# WHAT THE EXERCISE ASKS:
Your answer must be every line of the data that holds the string "BinaryLogTarget".

——————————

//! 控制台模块
//!
//! 终端类双工流的抽象，以及分离键处理。

pub mod detach;
pub mod pty;
pub mod stdio;

use std::io::{Read, Write};

use serde::{Deserialize, Serialize};

use crate::utils::error::TaskIoError;

pub use detach::{parse_detach_keys, DetachableStdin, DEFAULT_DETACH_KEYS};
pub use pty::PtyConsole;
pub use stdio::StdioConsole;

/// 终端尺寸
#[derive(Debug, Clone, Copy, Serialize, Deserialize, PartialEq, Eq)]
pub struct TermSize {
    pub rows: u16,
    pub cols: u16,
}

impl Default for TermSize {
    fn default() -> Self {
        Self { rows: 24, cols: 80 }
    }
}

/// 控制台
///
/// 一个双工的终端流：既是任务的输入来源，也是输出目标。
/// 终端语义下 stdout 与 stderr 合并为同一个流。
pub trait Console: Send + Sync {
    /// 获取一个读取端
    fn try_clone_reader(&self) -> Result<Box<dyn Read + Send>, TaskIoError>;

    /// 获取写入端
    fn take_writer(&self) -> Result<Box<dyn Write + Send>, TaskIoError>;

    /// 调整终端大小
    fn resize(&self, size: TermSize) -> Result<(), TaskIoError>;
}
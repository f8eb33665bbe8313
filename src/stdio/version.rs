//! 运行时版本提示
//!
//! 非终端的交互输入需要较新的运行时。版本过旧或查询失败都只告警，不影响任务创建。

use semver::Version;

use crate::runtime::RuntimeClient;
use crate::utils::error::TaskIoError;

/// 支持非终端交互输入的最低运行时版本
pub const NON_TTY_STDIN_MIN_VERSION: &str = "1.6.0-0";

/// 版本检查结果
#[derive(Debug, Clone, PartialEq, Eq)]
pub enum VersionAdvisory {
    /// 版本满足要求
    Supported(Version),
    /// 版本过旧
    TooOld(Version),
    /// 无法确定版本
    Unknown(String),
}

/// 解析运行时上报的版本号，允许 `v` 前缀
pub fn parse_server_version(raw: &str) -> Result<Version, TaskIoError> {
    let trimmed = raw.trim();
    let trimmed = trimmed.strip_prefix('v').unwrap_or(trimmed);
    Version::parse(trimmed)
        .map_err(|e| TaskIoError::VersionQueryFailed(format!("无法解析版本 {:?}: {}", raw, e)))
}

/// 判断版本是否满足非终端交互输入的要求
pub fn evaluate_version(raw: &str) -> VersionAdvisory {
    let min = match Version::parse(NON_TTY_STDIN_MIN_VERSION) {
        Ok(v) => v,
        Err(e) => return VersionAdvisory::Unknown(e.to_string()),
    };

    match parse_server_version(raw) {
        Ok(v) if v < min => VersionAdvisory::TooOld(v),
        Ok(v) => VersionAdvisory::Supported(v),
        Err(e) => VersionAdvisory::Unknown(e.to_string()),
    }
}

/// 查询运行时版本并在版本过旧时告警
pub async fn check_server_version(client: &dyn RuntimeClient) -> VersionAdvisory {
    let advisory = match client.server_version().await {
        Ok(raw) => evaluate_version(&raw),
        Err(e) => VersionAdvisory::Unknown(e.to_string()),
    };

    match &advisory {
        VersionAdvisory::TooOld(v) => tracing::warn!(
            "非终端的交互输入（-i 不带 -t）需要运行时 1.6 或更高版本，当前为 {}",
            v
        ),
        VersionAdvisory::Unknown(reason) => tracing::warn!("{}", reason),
        VersionAdvisory::Supported(v) => tracing::debug!("运行时版本: {}", v),
    }

    advisory
}
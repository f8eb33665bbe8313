//! 日志目标解析
//!
//! 分离终端模式下，日志目标形如
//! `binary:///usr/local/bin/logger?_INTERNAL_LOGGING=/var/lib/taskio/1935db59`，
//! 查询串必须恰好包含一个参数，作为二进制日志驱动的唯一配置项。

use std::collections::HashMap;

use url::Url;

use crate::utils::error::TaskIoError;

/// 表示不记录日志的日志目标
pub const LOG_DISABLED: &str = "none";

/// 二进制日志驱动的启动配置
#[derive(Debug, Clone, PartialEq, Eq)]
pub struct BinaryLogTarget {
    /// 日志驱动可执行文件路径
    pub path: String,
    /// 日志驱动参数
    pub args: HashMap<String, String>,
}

/// 日志目标是否启用
pub fn is_log_enabled(log_uri: &str) -> bool {
    !log_uri.is_empty() && log_uri != LOG_DISABLED
}

/// 解析日志目标 URI
pub fn parse_log_uri(log_uri: &str) -> Result<Url, TaskIoError> {
    Url::parse(log_uri).map_err(|e| TaskIoError::InvalidLogUri(format!("{}: {}", log_uri, e)))
}

/// 解析分离终端模式下的二进制日志目标
pub fn parse_binary_log_target(log_uri: &str) -> Result<BinaryLogTarget, TaskIoError> {
    let url = parse_log_uri(log_uri)?;

    // 同名参数只取第一个值
    let mut args: Vec<(String, String)> = Vec::new();
    for (key, value) in url.query_pairs() {
        if !args.iter().any(|(k, _)| *k == key) {
            args.push((key.into_owned(), value.into_owned()));
        }
    }

    if args.len() != 1 {
        return Err(TaskIoError::logging_args(log_uri, args.len()));
    }

    Ok(BinaryLogTarget {
        path: normalize_log_path(url.path()),
        args: args.into_iter().collect(),
    })
}

/// 规范化日志驱动路径
///
/// Windows 上 URI 路径形如 `/C:/bin/logger`，需要去掉开头的分隔符。
pub fn normalize_log_path(path: &str) -> String {
    normalize_log_path_for(path, cfg!(windows))
}

/// 按指定的平台约定规范化日志驱动路径
pub fn normalize_log_path_for(path: &str, strip_leading_separator: bool) -> String {
    if strip_leading_separator {
        path.trim_start_matches('/').to_string()
    } else {
        path.to_string()
    }
}


/// Property-based tests for binary log target decoding
#[cfg(test)]
mod proptests {
    use super::*;
    use proptest::prelude::*;

    proptest! {
        #![proptest_config(ProptestConfig::with_cases(100))]

        /// 单个查询参数解码为单项参数表
        #[test]
        fn prop_single_pair_roundtrip(
            key in "[A-Za-z_][A-Za-z0-9_]{0,15}",
            value in "[A-Za-z0-9/._-]{0,30}",
            path in "(/[a-z0-9]{1,8}){1,4}",
        ) {
            let uri = format!("binary://{}?{}={}", path, key, value);
            let target = parse_binary_log_target(&uri).unwrap();
            prop_assert_eq!(target.args.len(), 1);
            prop_assert_eq!(target.args.get(&key), Some(&value));
        }

        /// 两个不同的键总是解析失败
        #[test]
        fn prop_two_pairs_fail(
            a in "[a-m]{1,6}",
            b in "[n-z]{1,6}",
        ) {
            let uri = format!("binary:///bin/logger?{}=1&{}=2", a, b);
            prop_assert!(parse_binary_log_target(&uri).is_err());
        }
    }
}
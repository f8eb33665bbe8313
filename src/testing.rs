//! 测试用的运行时替身

use async_trait::async_trait;
use parking_lot::Mutex;
use std::collections::VecDeque;
use std::io::{Cursor, Read, Write};
use std::sync::atomic::{AtomicUsize, Ordering};
use std::sync::Arc;

use crate::console::{Console, TermSize};
use crate::runtime::{Container, IoCreator, RuntimeClient, Task, TaskIo};
use crate::utils::error::TaskIoError;

/// 记录取消次数的 I/O 句柄
#[derive(Default)]
pub struct CountingIo {
    cancelled: AtomicUsize,
}

impl CountingIo {
    pub fn cancelled(&self) -> usize {
        self.cancelled.load(Ordering::SeqCst)
    }
}

impl TaskIo for CountingIo {
    fn cancel(&self) {
        self.cancelled.fetch_add(1, Ordering::SeqCst);
    }
}

/// 假任务
pub struct FakeTask {
    pub io: Option<Arc<CountingIo>>,
    stdin_closed: AtomicUsize,
}

impl FakeTask {
    pub fn new(io: Option<Arc<CountingIo>>) -> Arc<Self> {
        Arc::new(Self {
            io,
            stdin_closed: AtomicUsize::new(0),
        })
    }

    pub fn stdin_closed(&self) -> usize {
        self.stdin_closed.load(Ordering::SeqCst)
    }
}

#[async_trait]
impl Task for FakeTask {
    fn id(&self) -> &str {
        "fake-task"
    }

    fn io(&self) -> Option<Arc<dyn TaskIo>> {
        self.io.clone().map(|io| io as Arc<dyn TaskIo>)
    }

    async fn close_stdin(&self) -> Result<(), TaskIoError> {
        self.stdin_closed.fetch_add(1, Ordering::SeqCst);
        Ok(())
    }

    async fn wait(&self) -> Result<i32, TaskIoError> {
        Ok(0)
    }
}

/// 假容器，记录收到的 I/O 创建器
///
/// 排队的任务按创建顺序依次交出，队列为空后一直交出最后一个。
pub struct FakeContainer {
    pub task: Mutex<Arc<FakeTask>>,
    pub creator: Mutex<Option<IoCreator>>,
    queue: Mutex<VecDeque<Arc<FakeTask>>>,
    fail: bool,
}

impl FakeContainer {
    pub fn new(task: Arc<FakeTask>) -> Arc<Self> {
        Self::with_tasks(vec![task])
    }

    pub fn with_tasks(tasks: Vec<Arc<FakeTask>>) -> Arc<Self> {
        let queue: VecDeque<_> = tasks.into_iter().collect();
        Arc::new(Self {
            task: Mutex::new(queue.front().cloned().unwrap_or_else(|| FakeTask::new(None))),
            creator: Mutex::new(None),
            queue: Mutex::new(queue),
            fail: false,
        })
    }

    pub fn failing(task: Arc<FakeTask>) -> Arc<Self> {
        Arc::new(Self {
            task: Mutex::new(task),
            creator: Mutex::new(None),
            queue: Mutex::new(VecDeque::new()),
            fail: true,
        })
    }
}

#[async_trait]
impl Container for FakeContainer {
    async fn new_task(&self, creator: IoCreator) -> Result<Arc<dyn Task>, TaskIoError> {
        if self.fail {
            return Err(TaskIoError::task_creation_failed("fake", "refused"));
        }
        *self.creator.lock() = Some(creator);
        if let Some(next) = self.queue.lock().pop_front() {
            *self.task.lock() = next;
        }
        Ok(self.task.lock().clone())
    }

    async fn task(&self) -> Result<Arc<dyn Task>, TaskIoError> {
        Ok(self.task.lock().clone())
    }
}

/// 返回固定版本号的客户端
pub struct FixedVersionClient {
    pub version: Result<String, String>,
    queries: AtomicUsize,
}

impl FixedVersionClient {
    pub fn new(version: &str) -> Arc<Self> {
        Arc::new(Self {
            version: Ok(version.to_string()),
            queries: AtomicUsize::new(0),
        })
    }

    pub fn failing(reason: &str) -> Arc<Self> {
        Arc::new(Self {
            version: Err(reason.to_string()),
            queries: AtomicUsize::new(0),
        })
    }

    pub fn queries(&self) -> usize {
        self.queries.load(Ordering::SeqCst)
    }
}

#[async_trait]
impl RuntimeClient for FixedVersionClient {
    async fn server_version(&self) -> Result<String, TaskIoError> {
        self.queries.fetch_add(1, Ordering::SeqCst);
        self.version
            .clone()
            .map_err(TaskIoError::VersionQueryFailed)
    }
}

/// 内存控制台：读取预置的输入，写入的内容被收集起来
pub struct MemoryConsole {
    input: Vec<u8>,
    pub output: Arc<Mutex<Vec<u8>>>,
}

impl MemoryConsole {
    pub fn new(input: &[u8]) -> Arc<Self> {
        Arc::new(Self {
            input: input.to_vec(),
            output: Arc::new(Mutex::new(Vec::new())),
        })
    }
}

struct SharedWriter(Arc<Mutex<Vec<u8>>>);

impl Write for SharedWriter {
    fn write(&mut self, buf: &[u8]) -> std::io::Result<usize> {
        self.0.lock().extend_from_slice(buf);
        Ok(buf.len())
    }

    fn flush(&mut self) -> std::io::Result<()> {
        Ok(())
    }
}

impl Console for MemoryConsole {
    fn try_clone_reader(&self) -> Result<Box<dyn Read + Send>, TaskIoError> {
        Ok(Box::new(Cursor::new(self.input.clone())))
    }

    fn take_writer(&self) -> Result<Box<dyn Write + Send>, TaskIoError> {
        Ok(Box::new(SharedWriter(self.output.clone())))
    }

    fn resize(&self, _size: TermSize) -> Result<(), TaskIoError> {
        Ok(())
    }
}
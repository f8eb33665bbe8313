//! 标准流集合
//!
//! 描述交给任务的 stdin/stdout/stderr 端点，以及 `--attach` 列表的解析。

use std::fs::{File, OpenOptions};
use std::io::{self, Read, Write};
use std::sync::Arc;

use crate::console::Console;

use super::guarded::GuardedStdin;

/// 任务的输入端点
pub enum InputStream {
    /// 进程自身的 stdin
    Process,
    /// 受保护的 stdin
    Guarded(GuardedStdin),
    /// 丢弃流
    Discard(File),
}

impl InputStream {
    /// 转换为可读取的流
    pub fn into_reader(self) -> Box<dyn Read + Send> {
        match self {
            InputStream::Process => Box::new(io::stdin()),
            InputStream::Guarded(stdin) => Box::new(stdin),
            InputStream::Discard(file) => Box::new(file),
        }
    }

    /// 获取受保护的 stdin（如果是）
    pub fn as_guarded(&self) -> Option<&GuardedStdin> {
        match self {
            InputStream::Guarded(stdin) => Some(stdin),
            _ => None,
        }
    }

    pub fn is_discard(&self) -> bool {
        matches!(self, InputStream::Discard(_))
    }

    pub fn kind(&self) -> &'static str {
        match self {
            InputStream::Process => "process",
            InputStream::Guarded(_) => "guarded",
            InputStream::Discard(_) => "discard",
        }
    }
}

impl std::fmt::Debug for InputStream {
    fn fmt(&self, f: &mut std::fmt::Formatter<'_>) -> std::fmt::Result {
        write!(f, "InputStream::{}", self.kind())
    }
}

/// 任务的输出端点
pub enum OutputStream {
    /// 进程自身的 stdout
    Stdout,
    /// 进程自身的 stderr
    Stderr,
    /// 控制台
    Console(Arc<dyn Console>),
    /// 普通文件
    File(File),
    /// 丢弃流
    Discard(File),
}

impl OutputStream {
    /// 转换为可写入的流
    pub fn into_writer(self) -> io::Result<Box<dyn Write + Send>> {
        match self {
            OutputStream::Stdout => Ok(Box::new(io::stdout())),
            OutputStream::Stderr => Ok(Box::new(io::stderr())),
            OutputStream::Console(console) => console
                .take_writer()
                .map_err(|e| io::Error::new(io::ErrorKind::Other, e.to_string())),
            OutputStream::File(file) | OutputStream::Discard(file) => Ok(Box::new(file)),
        }
    }

    pub fn is_discard(&self) -> bool {
        matches!(self, OutputStream::Discard(_))
    }

    pub fn kind(&self) -> &'static str {
        match self {
            OutputStream::Stdout => "stdout",
            OutputStream::Stderr => "stderr",
            OutputStream::Console(_) => "console",
            OutputStream::File(_) => "file",
            OutputStream::Discard(_) => "discard",
        }
    }
}

impl std::fmt::Debug for OutputStream {
    fn fmt(&self, f: &mut std::fmt::Formatter<'_>) -> std::fmt::Result {
        write!(f, "OutputStream::{}", self.kind())
    }
}

/// 三个标准流
///
/// 某个角色为 None 表示丢弃流打开失败，该角色不接入任何流。
#[derive(Debug)]
pub struct StreamSet {
    pub stdin: Option<InputStream>,
    pub stdout: Option<OutputStream>,
    pub stderr: Option<OutputStream>,
}

/// 打开丢弃流用于读取
fn null_reader() -> Option<File> {
    File::open(null_device())
        .map_err(|e| tracing::debug!("打开丢弃流失败: {}", e))
        .ok()
}

/// 打开丢弃流用于写入
fn null_writer() -> Option<File> {
    OpenOptions::new()
        .write(true)
        .open(null_device())
        .map_err(|e| tracing::debug!("打开丢弃流失败: {}", e))
        .ok()
}

fn null_device() -> &'static str {
    #[cfg(windows)]
    {
        "NUL"
    }

    #[cfg(not(windows))]
    {
        "/dev/null"
    }
}

/// 已接入的标准流角色
#[derive(Debug, Clone, Copy, Default, PartialEq, Eq)]
pub struct AttachedRoles {
    pub stdin: bool,
    pub stdout: bool,
    pub stderr: bool,
}

impl AttachedRoles {
    /// 按名称判断接入的角色，不区分大小写，忽略未知名称和重复项
    pub fn from_names<S: AsRef<str>>(names: &[S]) -> Self {
        let mut roles = Self::default();
        for name in names {
            match name.as_ref().to_ascii_uppercase().as_str() {
                "STDIN" => roles.stdin = true,
                "STDOUT" => roles.stdout = true,
                "STDERR" => roles.stderr = true,
                other => tracing::debug!("忽略未知的 attach 流: {}", other),
            }
        }
        roles
    }
}

/// 解析 `--attach` 列表为标准流集合
///
/// 未列出的角色接到丢弃流；丢弃流打开失败时该角色为 None，不影响任务启动。
pub fn parse_attach_streams<S: AsRef<str>>(names: &[S]) -> StreamSet {
    let roles = AttachedRoles::from_names(names);

    StreamSet {
        stdin: if roles.stdin {
            Some(InputStream::Process)
        } else {
            null_reader().map(InputStream::Discard)
        },
        stdout: if roles.stdout {
            Some(OutputStream::Stdout)
        } else {
            null_writer().map(OutputStream::Discard)
        },
        stderr: if roles.stderr {
            Some(OutputStream::Stderr)
        } else {
            null_writer().map(OutputStream::Discard)
        },
    }
}


/// Property-based tests for attach stream parsing
#[cfg(test)]
mod proptests {
    use super::*;
    use proptest::prelude::*;

    fn name_strategy() -> impl Strategy<Value = String> {
        prop_oneof![
            Just("stdin".to_string()),
            Just("stdout".to_string()),
            Just("stderr".to_string()),
            "[a-z]{1,8}",
        ]
    }

    fn random_case(s: &str, mask: &[bool]) -> String {
        s.chars()
            .zip(mask.iter().cycle())
            .map(|(c, upper)| if *upper { c.to_ascii_uppercase() } else { c })
            .collect()
    }

    proptest! {
        #![proptest_config(ProptestConfig::with_cases(100))]

        /// 解析结果与顺序和大小写无关
        #[test]
        fn prop_roles_invariant_under_order_and_case(
            names in prop::collection::vec(name_strategy(), 0..6),
            mask in prop::collection::vec(any::<bool>(), 1..8),
            seed in any::<u64>(),
        ) {
            let expected = AttachedRoles::from_names(&names);

            let mut shuffled: Vec<String> = names.iter().map(|n| random_case(n, &mask)).collect();
            let len = shuffled.len();
            if len > 1 {
                shuffled.rotate_left((seed as usize) % len);
            }
            prop_assert_eq!(AttachedRoles::from_names(&shuffled), expected);
        }

        /// 角色接入当且仅当名称出现在列表中
        #[test]
        fn prop_roles_match_membership(names in prop::collection::vec(name_strategy(), 0..6)) {
            let roles = AttachedRoles::from_names(&names);
            prop_assert_eq!(roles.stdin, names.iter().any(|n| n == "stdin"));
            prop_assert_eq!(roles.stdout, names.iter().any(|n| n == "stdout"));
            prop_assert_eq!(roles.stderr, names.iter().any(|n| n == "stderr"));
        }
    }
}
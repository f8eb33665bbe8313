//! 终止回调
//!
//! 回调在任务创建之前就要构造出来，而任务句柄要等创建完成后才有，
//! 所以回调持有一个延迟填充的任务槽。

use std::sync::mpsc::SyncSender;
use std::sync::{Arc, OnceLock};

use crate::runtime::{Container, Task};

use super::guarded::Closer;

/// 延迟绑定的任务句柄
#[derive(Clone, Default)]
pub struct TaskSlot {
    task: Arc<OnceLock<Arc<dyn Task>>>,
}

impl TaskSlot {
    pub fn new() -> Self {
        Self::default()
    }

    /// 填充任务句柄；只有第一次填充生效
    pub fn fill(&self, task: Arc<dyn Task>) -> bool {
        self.task.set(task).is_ok()
    }

    pub fn get(&self) -> Option<Arc<dyn Task>> {
        self.task.get().cloned()
    }
}

impl std::fmt::Debug for TaskSlot {
    fn fmt(&self, f: &mut std::fmt::Formatter<'_>) -> std::fmt::Result {
        f.debug_struct("TaskSlot")
            .field("filled", &self.task.get().is_some())
            .finish()
    }
}

/// 构造终端模式的分离回调
///
/// 先通知分离信号的接收方（阻塞直到被接收），再取消任务的实时 I/O。
/// 任务尚未创建或没有实时 I/O 时只记录日志。
pub fn detach_closer(detach_tx: Option<SyncSender<()>>, slot: TaskSlot) -> Closer {
    Box::new(move || {
        if let Some(tx) = detach_tx {
            if tx.send(()).is_err() {
                tracing::debug!("分离信号接收方已关闭");
            }
        }

        let Some(task) = slot.get() else {
            tracing::warn!("任务尚未创建，跳过 I/O 取消");
            return;
        };

        match task.io() {
            Some(io) => io.cancel(),
            None => tracing::error!("任务 {} 没有实时 I/O", task.id()),
        }
    })
}

/// 构造非终端交互模式的 stdin 关闭回调
///
/// 回调在 I/O 泵线程上执行，查找任务并关闭 stdin 的工作交给 tokio 运行时。
pub fn stdin_closer(container: Arc<dyn Container>) -> Closer {
    let handle = tokio::runtime::Handle::try_current().ok();

    Box::new(move || {
        let Some(handle) = handle else {
            tracing::debug!("没有可用的 tokio 运行时，无法关闭任务 stdin");
            return;
        };

        handle.spawn(async move {
            match container.task().await {
                Ok(task) => {
                    if let Err(e) = task.close_stdin().await {
                        tracing::debug!("关闭任务 {} 的 stdin 失败: {}", task.id(), e);
                    }
                }
                Err(e) => tracing::debug!("获取任务失败，无法关闭 stdin: {}", e),
            }
        });
    })
}
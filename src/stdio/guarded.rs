//! 受保护的 stdin
//!
//! 包装任务的输入流：读取失败、读到 EOF 或被显式关闭时，
//! 终止回调在整个生命周期内只触发一次。
//!
//! 运行时的 I/O 泵在自己的线程上读取，分离信号或任务关闭路径可能同时关闭它，
//! 因此关闭标记的检查与回调调用处于同一把锁内。

use parking_lot::Mutex;
use std::io::{self, Read};
use std::sync::Arc;

/// 终止回调
pub type Closer = Box<dyn FnOnce() + Send>;

struct Inner {
    stdin: Box<dyn Read + Send>,
    closer: Option<Closer>,
    closed: bool,
}

impl Inner {
    fn fire(&mut self) {
        self.closed = true;
        if let Some(closer) = self.closer.take() {
            closer();
        }
    }
}

/// 受保护的 stdin
///
/// 克隆共享同一份状态：I/O 泵读取一份，关闭路径持有另一份。
#[derive(Clone)]
pub struct GuardedStdin {
    inner: Arc<Mutex<Inner>>,
}

impl std::fmt::Debug for GuardedStdin {
    fn fmt(&self, f: &mut std::fmt::Formatter<'_>) -> std::fmt::Result {
        f.debug_struct("GuardedStdin")
            .field("closed", &self.is_closed())
            .finish()
    }
}

fn bad_file_descriptor() -> io::Error {
    #[cfg(unix)]
    {
        io::Error::from_raw_os_error(libc::EBADF)
    }

    #[cfg(not(unix))]
    {
        io::Error::new(io::ErrorKind::Other, "bad file descriptor")
    }
}

impl GuardedStdin {
    /// 包装输入流
    pub fn new(stdin: Box<dyn Read + Send>, closer: Option<Closer>) -> Self {
        Self {
            inner: Arc::new(Mutex::new(Inner {
                stdin,
                closer,
                closed: false,
            })),
        }
    }

    /// 从包装的输入流读取
    ///
    /// 已关闭时返回 EBADF。读取出错或读到 EOF 时触发终止回调，
    /// 原始结果照常返回给调用方。
    pub fn read_guarded(&self, buf: &mut [u8]) -> io::Result<usize> {
        let mut inner = self.inner.lock();
        if inner.closed {
            return Err(bad_file_descriptor());
        }

        let result = inner.stdin.read(buf);
        let finished = match &result {
            Ok(0) => !buf.is_empty(),
            Ok(_) => false,
            Err(e) => e.kind() != io::ErrorKind::Interrupted,
        };
        if finished {
            tracing::debug!("stdin 读取结束，触发终止回调");
            inner.fire();
        }
        result
    }

    /// 关闭输入流
    ///
    /// 已关闭时什么也不做；总是返回 Ok。
    pub fn close(&self) -> io::Result<()> {
        let mut inner = self.inner.lock();
        if inner.closed {
            return Ok(());
        }
        inner.fire();
        Ok(())
    }

    /// 是否已关闭
    pub fn is_closed(&self) -> bool {
        self.inner.lock().closed
    }
}

impl Read for GuardedStdin {
    fn read(&mut self, buf: &mut [u8]) -> io::Result<usize> {
        self.read_guarded(buf)
    }
}
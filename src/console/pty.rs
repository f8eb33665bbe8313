//! 伪终端控制台
//!
//! 使用 portable-pty 打开一对伪终端，主端作为控制台交给任务 I/O。

use parking_lot::Mutex;
use portable_pty::{native_pty_system, MasterPty, PtyPair, PtySize, SlavePty};
use std::io::{Read, Write};

use crate::utils::error::TaskIoError;

use super::{Console, TermSize};

fn pty_size(term_size: TermSize) -> PtySize {
    PtySize {
        rows: term_size.rows,
        cols: term_size.cols,
        pixel_width: 0,
        pixel_height: 0,
    }
}

fn pty_error(e: impl std::fmt::Display) -> TaskIoError {
    TaskIoError::ConsoleFailed(e.to_string())
}

/// 伪终端控制台
pub struct PtyConsole {
    /// PTY master
    master: Mutex<Box<dyn MasterPty + Send>>,
    /// PTY slave，保持打开以免主端读到 EOF
    slave: Mutex<Option<Box<dyn SlavePty + Send>>>,
    /// 当前尺寸
    size: Mutex<TermSize>,
}

impl PtyConsole {
    /// 打开新的伪终端控制台
    pub fn open(term_size: TermSize) -> Result<Self, TaskIoError> {
        let pty_system = native_pty_system();
        let PtyPair { master, slave } = pty_system.openpty(pty_size(term_size)).map_err(pty_error)?;

        tracing::debug!("打开伪终端控制台: {}x{}", term_size.cols, term_size.rows);

        Ok(Self {
            master: Mutex::new(master),
            slave: Mutex::new(Some(slave)),
            size: Mutex::new(term_size),
        })
    }

    /// 取出 slave 端，交给需要在该终端中运行的进程
    pub fn take_slave(&self) -> Option<Box<dyn SlavePty + Send>> {
        self.slave.lock().take()
    }

    /// 获取当前尺寸
    pub fn size(&self) -> TermSize {
        *self.size.lock()
    }
}

impl Console for PtyConsole {
    fn try_clone_reader(&self) -> Result<Box<dyn Read + Send>, TaskIoError> {
        self.master.lock().try_clone_reader().map_err(pty_error)
    }

    fn take_writer(&self) -> Result<Box<dyn Write + Send>, TaskIoError> {
        self.master.lock().take_writer().map_err(pty_error)
    }

    fn resize(&self, term_size: TermSize) -> Result<(), TaskIoError> {
        self.master.lock().resize(pty_size(term_size)).map_err(pty_error)?;
        *self.size.lock() = term_size;
        Ok(())
    }
}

——————————

# OUTPUT:
pub struct BinaryLogTarget {
pub fn parse_binary_log_target(log_uri: &str) -> Result<BinaryLogTarget, TaskIoError> {
    Ok(BinaryLogTarget {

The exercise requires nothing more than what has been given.